The 7-hour floating market tour started at 4:10 am. Seeing the sun rise on the river was worth every second of missed sleep. A picture is worth a 1,000 words, so here goes:
Many of the boats have eyes in the front to ensure one never gets lost. Larger boats bring produce from the fields to sell. Smaller boats purchase from the larger boats and re-sell. The “Seller” boats stay for as long as it takes to move all of their product. Each large boat sports a long pole with a sample of its wares tied to the pole to advertise.
The floating markets are rapidly shrinking in size. The change is attributed to the dramatic improvement in roads and modernization of transportation throughout the Mekong Delta. Simply put, it has become easier and much more efficient to transport produce over land. The floating market commerce is a way of life for many. There are concerns over what will happen if the markets completely disappear.

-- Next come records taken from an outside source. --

use chrono::{SecondsFormat, TimeZone, Utc};
use serde::Serialize;
use serde_json::Value;

use super::series::series_labels;
use super::{serialize_value, Labels, LogMode};
use crate::frame::{Column, FieldRole, Frame};

const LINE_FIELD_NAMES: &[&str] = &["line", "body", "message", "msg", "log"];
const NANOS_FIELD: &str = "tsns";
const LABELS_FIELD: &str = "labels";
const BOOKKEEPING_FIELDS: &[&str] = &["tsns", "id", "labeltypes"];

#[derive(Debug, Clone, PartialEq, Serialize)]
pub struct MetricValue {
    pub timestamp: String,
    #[serde(serialize_with = "serialize_value")]
    pub value: f64,
}

/// One log line, or one series when the log store answered a metric query.
#[derive(Debug, Clone, PartialEq, Serialize)]
pub struct LogEntry {
    #[serde(skip_serializing_if = "Option::is_none")]
    pub timestamp: Option<String>,
    #[serde(skip_serializing_if = "Option::is_none")]
    pub line: Option<String>,
    pub labels: Labels,
    #[serde(skip_serializing_if = "Option::is_none", serialize_with = "serialize_optional_value")]
    pub value: Option<f64>,
    #[serde(skip_serializing_if = "Vec::is_empty")]
    pub values: Vec<MetricValue>,
}

impl LogEntry {
    pub fn is_metric(&self) -> bool {
        self.line.is_none()
    }

    pub(crate) fn metric_values(&self) -> impl Iterator<Item = f64> + '_ {
        self.value.into_iter().chain(self.values.iter().map(|v| v.value))
    }
}

fn serialize_optional_value<S: serde::Serializer>(value: &Option<f64>, serializer: S) -> Result<S::Ok, S::Error> {
    match value {
        Some(v) => serialize_value(v, serializer),
        None => serializer.serialize_none(),
    }
}

pub fn format_timestamp_ms(ms: i64) -> String {
    format_timestamp_ns(i128::from(ms) * 1_000_000)
}

/// RFC3339 with as many fractional digits as needed.
pub fn format_timestamp_ns(ns: i128) -> String {
    let nanos = ns.rem_euclid(1_000_000_000) as u32;
    let parsed = i64::try_from(ns.div_euclid(1_000_000_000))
        .ok()
        .and_then(|secs| Utc.timestamp_opt(secs, nanos).single());
    match parsed {
        Some(t) => t.to_rfc3339_opts(SecondsFormat::AutoSi, true),
        None => ns.to_string(),
    }
}

fn find_field(frame: &Frame, names: &[&str], role: FieldRole) -> Option<usize> {
    frame
        .fields
        .iter()
        .position(|f| f.role == role && names.contains(&f.name.to_ascii_lowercase().as_str()))
}

fn line_field(frame: &Frame) -> Option<usize> {
    find_field(frame, LINE_FIELD_NAMES, FieldRole::String).or_else(|| {
        if frame.fields.iter().any(|f| f.role == FieldRole::Number) {
            return None;
        }
        frame.fields.iter().position(|f| {
            f.role == FieldRole::String && !BOOKKEEPING_FIELDS.contains(&f.name.to_ascii_lowercase().as_str())
        })
    })
}

pub(crate) fn log_stream(frames: &[Frame], mode: LogMode) -> Vec<LogEntry> {
    let mut entries = Vec::new();
    for frame in frames {
        match line_field(frame) {
            Some(line_idx) => push_lines(frame, line_idx, &mut entries),
            None => push_metric(frame, mode, &mut entries),
        }
    }
    entries
}

fn push_lines(frame: &Frame, line_idx: usize, entries: &mut Vec<LogEntry>) {
    let Some(Column::Text(lines)) = frame.columns.get(line_idx) else {
        return;
    };
    let times = frame
        .fields
        .iter()
        .position(|f| f.role == FieldRole::Time)
        .and_then(|i| frame.columns.get(i));
    let nanos = frame
        .fields
        .iter()
        .position(|f| f.name.eq_ignore_ascii_case(NANOS_FIELD))
        .and_then(|i| frame.columns.get(i));
    let row_labels = frame
        .fields
        .iter()
        .position(|f| f.name.eq_ignore_ascii_case(LABELS_FIELD) && f.role == FieldRole::Other)
        .and_then(|i| frame.columns.get(i));

    let base_labels = frame.fields[line_idx].labels.clone();

    for row in 0..frame.row_count() {
        let Some(line) = lines.get(row).cloned().flatten() else {
            continue;
        };
        let Some(timestamp) = row_timestamp(times, nanos, row) else {
            continue;
        };

        let mut labels = base_labels.clone();
        if let Some(Column::Other(cells)) = row_labels {
            if let Some(Value::Object(map)) = cells.get(row) {
                for (k, v) in map {
                    let v = match v {
                        Value::String(s) => s.clone(),
                        other => other.to_string(),
                    };
                    labels.insert(k.clone(), v);
                }
            }
        }

        entries.push(LogEntry {
            timestamp: Some(timestamp),
            line: Some(line),
            labels,
            value: None,
            values: Vec::new(),
        });
    }
}

fn row_timestamp(times: Option<&Column>, nanos: Option<&Column>, row: usize) -> Option<String> {
    if let Some(Column::Text(ns)) = nanos {
        if let Some(ns) = ns.get(row).and_then(|s| s.as_deref()).and_then(|s| s.parse::<i128>().ok()) {
            return Some(format_timestamp_ns(ns));
        }
    }
    match times {
        Some(Column::Time(ms)) => ms.get(row).copied().flatten().map(format_timestamp_ms),
        _ => None,
    }
}

fn push_metric(frame: &Frame, mode: LogMode, entries: &mut Vec<LogEntry>) {
    let pairs = frame.time_value_pairs();
    if pairs.is_empty() {
        return;
    }
    let labels = series_labels(frame);

    let entry = match mode {
        LogMode::Instant => {
            let Some(&(ts, value)) = pairs.last() else {
                return;
            };
            LogEntry {
                timestamp: Some(format_timestamp_ms(ts)),
                line: None,
                labels,
                value: Some(value),
                values: Vec::new(),
            }
        }
        LogMode::Range => LogEntry {
            timestamp: None,
            line: None,
            labels,
            value: None,
            values: pairs
                .into_iter()
                .map(|(ts, value)| MetricValue {
                    timestamp: format_timestamp_ms(ts),
                    value,
                })
                .collect(),
        },
    };
    entries.push(entry);
}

Our Floating Market tour included breakfast, Vietnamese style. Fresh fruit and a bowl of noodles is a great way to start the day.
Can Tho is a delightful mid-sized city. I would definitely stay there an extra day or two given the opportunity. A lovely waterfront boardwalk meanders from one end of town to the other. Saturday night at the waterfront city center was extremely active and safe. Wedding celebration parties, families eating picnic style with young children wearing pajamas, and couples strolling hand-in-hand mingled with tourists from around the world. The scene reminded me of an active Mexican Zocalo on a weekend night.
We ate dinner on a pier overlooking the river. Conde had frog legs. I had a fresh seafood stew with local vegetables, including bright yellow pumpkin flowers, cooked table side. And, the wine wasn’t half bad either.
Less than 24 hours after our arrival in Can Tho we departed for Chau Doc. A three hour drive northeast on the river near the Cambodian border. Having become Futa Bus Masters, we opted for this mode of transportation. $4 US for the two of us.
Did you Know?
- There are over there are over 1,740 miles of canals in the Mekong Delta.
- Cambodia controlled the Mekong Delta until the 18th Century and some still refer to the region as “Lower Cambodia.”
- In the late 1970s the Khmer Rouge attempted to reclaim “Lower Cambodia” provoking the Vietnamese to invade Cambodia on Christmas Day, 1978, ousting the Khmer Rouge from power.
- Vietnam is one of the world’s largest exporter of rice.
- 70% of the rice consumed in Vietnam comes from the Mekong Delta.
See you in Chau Doc then on to Cambodia!
For All you Geezers on the Go, Keep on Keeping On!